After teasing Bashirah at school, Fatima later needs her friend’s help to cook biryani when her stove breaks. Ultimately, the friendship mends.

The plot of the theatrical production, written by Defassio in consultation with Muhammad-Diggins, differs from Muhammad-Diggins’ book, which focuses more on Eid morning, the Muslim holiday, than on the relationship between the two friends.

“I really love the direction of the play for that," Muhammad-Diggins said, "just to get kids thinking about how they should express themselves, how to mend friendships when you have disagreements, appreciating other people’s cultures even if you don’t understand it, and there’s nothing weird about anybody, especially when it comes to cultural things.”

The idea to develop a play from the book grew out of the museum’s inaugural Eid festival last summer, at which Muhammad-Diggins read from Bashirah.

Salima Suswell, a member of the Please Touch Museum’s advisory committee, was developing the America to Zanzibar exhibit to better reflect the community around the museum, and she had invited Muhammad-Diggins in to do the reading.

“You really can’t walk half a block without seeing another Muslim,” said Muhammad-Diggins. “So they said, ‘OK, let’s really take a look at our surroundings and do programming that will reflect our community.’ I think that’s a bold step for — it’s one of the top 10 children’s museums in the nation — to do that.”

Muhammad-Diggins’ own motivation to write her book was twofold: She wanted Muslim children to see themselves represented in literature. And she also wanted to address the gaps she sees in how U.S. history views African American Muslims specifically.

“As African Americans, there’s more than one story,” she said. “Most of the time, there’s the church-centered view of black folk in America.

“Muslims have had a very important role in the shaping of history, and a lot of people don’t know that 12 to 25 percent of the Africans brought to America were enslaved Muslims,” she said. "I think that part is kind of left out.”

Defassio knew more generally that a story about food would resonate well with kids.

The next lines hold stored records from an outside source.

//! Visual order -> canonical Unicode order.
//!
//! Legacy fonts are typed in the order glyphs appear on screen: a left vowel
//! before its consonant, coeng RO before the consonant it sits under, SRA U
//! typed separately from the vowel it fuses with. [`reorder`] regroups such
//! text into clusters of the form
//!
//! ```text
//! base [robat | shifter] [coeng]* [shifter] [vowel] [sign]
//! ```

use crate::constants::*;

/// A subscript unit: the coeng marker and whatever follows it.
#[derive(Debug, Clone, Copy)]
struct Coeng {
    marker: char,
    consonant: Option<char>,
}

enum Flow {
    /// Consumed this many characters, keep filling the cluster.
    Take(usize),
    /// Cluster is complete, the current character starts the next one.
    Stop,
}

#[derive(Default)]
struct Cluster {
    base: Option<char>,
    robat: Option<char>,
    shifter1: Option<char>,
    shifter2: Option<char>,
    coeng1: Option<Coeng>,
    coeng2: Option<Coeng>,
    vowel: Option<char>,
    po_sra_aa: bool,
    sign: Option<char>,
    deferred: Vec<char>,
}

/// Shifter picked from the base consonant when SRA U fuses with a vowel.
fn base_shifter(base: Option<char>) -> char {
    match base {
        Some(b) if has_class(b, TRII) => TRIISAP,
        _ => MUUSIKATOAN,
    }
}

fn fill(slot: &mut Option<char>, c: char) -> Flow {
    if slot.is_some() {
        return Flow::Stop;
    }
    *slot = Some(c);
    Flow::Take(1)
}

impl Cluster {
    fn is_empty(&self) -> bool {
        self.base.is_none()
            && self.robat.is_none()
            && self.shifter1.is_none()
            && self.coeng1.is_none()
            && self.vowel.is_none()
            && self.sign.is_none()
            && self.deferred.is_empty()
    }

    fn feed(&mut self, c: char, kind: u16, next: Option<char>) -> Flow {
        if kind & BASE != 0 {
            fill(&mut self.base, c)
        } else if kind & ROBAT != 0 {
            fill(&mut self.robat, c)
        } else if kind & SHIFTER != 0 {
            fill(&mut self.shifter1, c)
        } else if kind & SIGN != 0 {
            fill(&mut self.sign, c)
        } else if kind & COENG != 0 {
            self.feed_coeng(c, next)
        } else {
            self.feed_vowel(c, kind)
        }
    }

    fn feed_coeng(&mut self, marker: char, next: Option<char>) -> Flow {
        // Coeng RO after a base is typed before the next base.
        if next == Some(RO) && self.base.is_some() {
            return Flow::Stop;
        }
        let unit = Coeng {
            marker,
            consonant: next,
        };
        let taken = if next.is_some() { 2 } else { 1 };

        if self.coeng1.is_none() {
            self.coeng1 = Some(unit);
            Flow::Take(taken)
        } else if self.coeng1.and_then(|u| u.consonant) == Some(RO) && self.coeng2.is_none() {
            self.coeng2 = Some(unit);
            Flow::Take(taken)
        } else {
            Flow::Stop
        }
    }

    fn feed_vowel(&mut self, c: char, kind: u16) -> Flow {
        let vowel = match self.vowel {
            None => {
                if kind & LEFT != 0 && self.base.is_some() {
                    return Flow::Stop;
                }
                self.vowel = Some(c);
                return Flow::Take(1);
            }
            Some(v) => v,
        };

        // A left vowel after PO + SRA AA belongs to the next base.
        let left = kind & LEFT != 0;
        if self.base == Some(PO)
            && !self.po_sra_aa
            && (c == SRA_AA || (vowel == SRA_AA && !left))
        {
            self.po_sra_aa = true;
            if vowel == SRA_AA {
                self.vowel = Some(c);
            }
            return Flow::Take(1);
        }

        if vowel == SRA_E && kind & WITHE != 0 {
            self.vowel = sra_e_combination(c).or(Some(vowel));
        } else if (vowel == SRA_U && kind & WITHU != 0) || (has_class(vowel, WITHU) && c == SRA_U) {
            if !has_class(vowel, WITHU) {
                self.vowel = Some(c);
            }
            self.shifter1 = Some(base_shifter(self.base));
        } else if vowel == SRA_E && c == SRA_U {
            self.shifter1 = Some(base_shifter(self.base));
        } else {
            return Flow::Stop;
        }
        Flow::Take(1)
    }

    fn finish(mut self, output: &mut String) {
        if self.vowel == Some(SRA_U) && self.sign == Some(SAMYOK_SANNYA) {
            self.vowel = None;
            self.shifter1 = Some(MUUSIKATOAN);
        }

        if self.shifter1.is_some() {
            if let Some(shifter) = self.coeng1.and_then(|u| u.consonant).and_then(shifter_for) {
                self.shifter2 = Some(shifter);
                self.shifter1 = None;
            }
        }

        // PO + SRA AA over a coeng that can not sit under it reads as NYO.
        if let Some(consonant) = self.coeng2.or(self.coeng1).and_then(|u| u.consonant) {
            let fits_under = has_class(consonant, POSRAA);
            if !fits_under
                && ((self.po_sra_aa && self.vowel.is_some())
                    || (self.base == Some(PO) && self.vowel == Some(SRA_AA)))
            {
                self.base = Some(NYO);
                if self.vowel == Some(SRA_AA) && !self.po_sra_aa {
                    self.vowel = None;
                }
            }
        }

        if self.po_sra_aa && self.vowel == Some(SRA_E) {
            self.vowel = Some(SRA_OO);
        }

        output.extend(self.base);
        output.extend(self.robat);
        output.extend(self.shifter1);
        for unit in [self.coeng2, self.coeng1].into_iter().flatten() {
            output.push(unit.marker);
            output.extend(unit.consonant);
        }
        output.extend(self.shifter2);
        output.extend(self.vowel);
        output.extend(self.sign);
        output.extend(self.deferred);
    }
}

/// Reorders visual-order Khmer text into canonical order.
///
/// Characters outside the Khmer classes end the current cluster and are copied
/// through. A zero width space inside a cluster does not end it: it is moved
/// behind the cluster. Malformed sequences are clustered as well as possible,
/// nothing is dropped.
pub fn reorder(text: &str) -> String {
    let chars: Vec<char> = text.chars().collect();
    let mut output = String::with_capacity(text.len());
    let mut i = 0;

    while i < chars.len() {
        let mut cluster = Cluster::default();
        let mut terminator = None;

        while i < chars.len() {
            let c = chars[i];
            let kind = khmer_type(c);
            if kind == 0 {
                i += 1;
                if c == ZWSP && !cluster.is_empty() {
                    cluster.deferred.push(c);
                    continue;
                }
                terminator = Some(c);
                break;
            }
            match cluster.feed(c, kind, chars.get(i + 1).copied()) {
                Flow::Take(n) => i += n,
                Flow::Stop => break,
            }
        }

        cluster.finish(&mut output);
        output.extend(terminator);
    }

    output
}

“Everybody can get behind food, everybody has a favorite food they want to share, so I felt like this one would really speak to everybody, no matter your gender, no matter where you’re from or what you believe,” Defassio said.

“And I was so happy not to have to do Aladdin.

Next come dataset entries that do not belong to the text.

//! Unicode (visual order) -> legacy bytes.

use crate::codec::UnicodeTable;
use crate::constants::khmer_slot;

/// Encodes `text` with a font's Unicode table.
///
/// At each position the longest configured sequence wins. Otherwise a code
/// point of the Khmer table emits its entry (or nothing when it has none), an
/// ASCII character below 0x7F passes through as its own byte, and any other
/// character is dropped.
pub fn convert(text: &str, table: &UnicodeTable) -> Vec<u8> {
    let mut starts: Vec<usize> = text.char_indices().map(|(i, _)| i).collect();
    starts.push(text.len());
    let count = starts.len() - 1;

    let mut output = Vec::with_capacity(text.len());
    let mut i = 0;

    while i < count {
        if let Some((len, legacy)) = table.longest_match(text, &starts, i) {
            output.extend_from_slice(legacy);
            i += len;
            continue;
        }

        let c = text[starts[i]..starts[i + 1]]
            .chars()
            .next()
            .unwrap_or_default();
        if khmer_slot(c).is_some() {
            if let Some(legacy) = table.khmer(c) {
                output.extend_from_slice(legacy);
            }
        } else if (c as u32) < 0x7F {
            output.push(c as u8);
        }
        i += 1;
    }

    output
}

Defassio has been working since she started her job in 2017 to move away from puppet shows and one-person productions and toward mainstage plays that both entertain and inform.

Bashirah will be a model for future productions. “It’s all about the authenticity of the story,” Defassio said.

Writing the script, she chose to use Arabic words like bismillah instead of the English translation for the blessing over food. She had Muhammad-Diggins record herself saying phrases like "as salaam alaikum,” the Muslim greeting, so the actors knew how to say it correctly.

Defassio and Muhammad-Diggins said they made it a priority to cast as close to character as possible but weren’t able to cast Muslim actors for this production because of scheduling conflicts.

Fennell, who is of the Christian faith, said she was initially a little intimidated when she got the role of Fatima and wanted to be respectful of other people’s cultures.

She felt encouraged by the response from the play’s first run-through, when a Pakistani family approached her after the show. “The mom saying, ‘We’re from Pakistan, and it was so nice to be represented on stage,’ that was really special for me.”

The four-actor play also features Brishen Miller, who plays both a West African American student and Bashirah’s grandfather, and Nicole Stacie, who plays both the teacher and Bashirah’s mother.

Please Touch member Angela Ko saw the members-only performance of Bashirah with her 7-year-old daughter Carly and said it had a deeper meaning from other museum shows they’d seen.

"It’s just always kind of been fun or had bubbles,” Ko said. “This really hit a message in a fun way.”

Along with messages of friendship and cultural awareness, the message of unity was a point Muhammad-Diggins wanted to drive home.

At the very end of the play, the four actors line up to face the audience and recite their final line: “We are one ummah, one family.”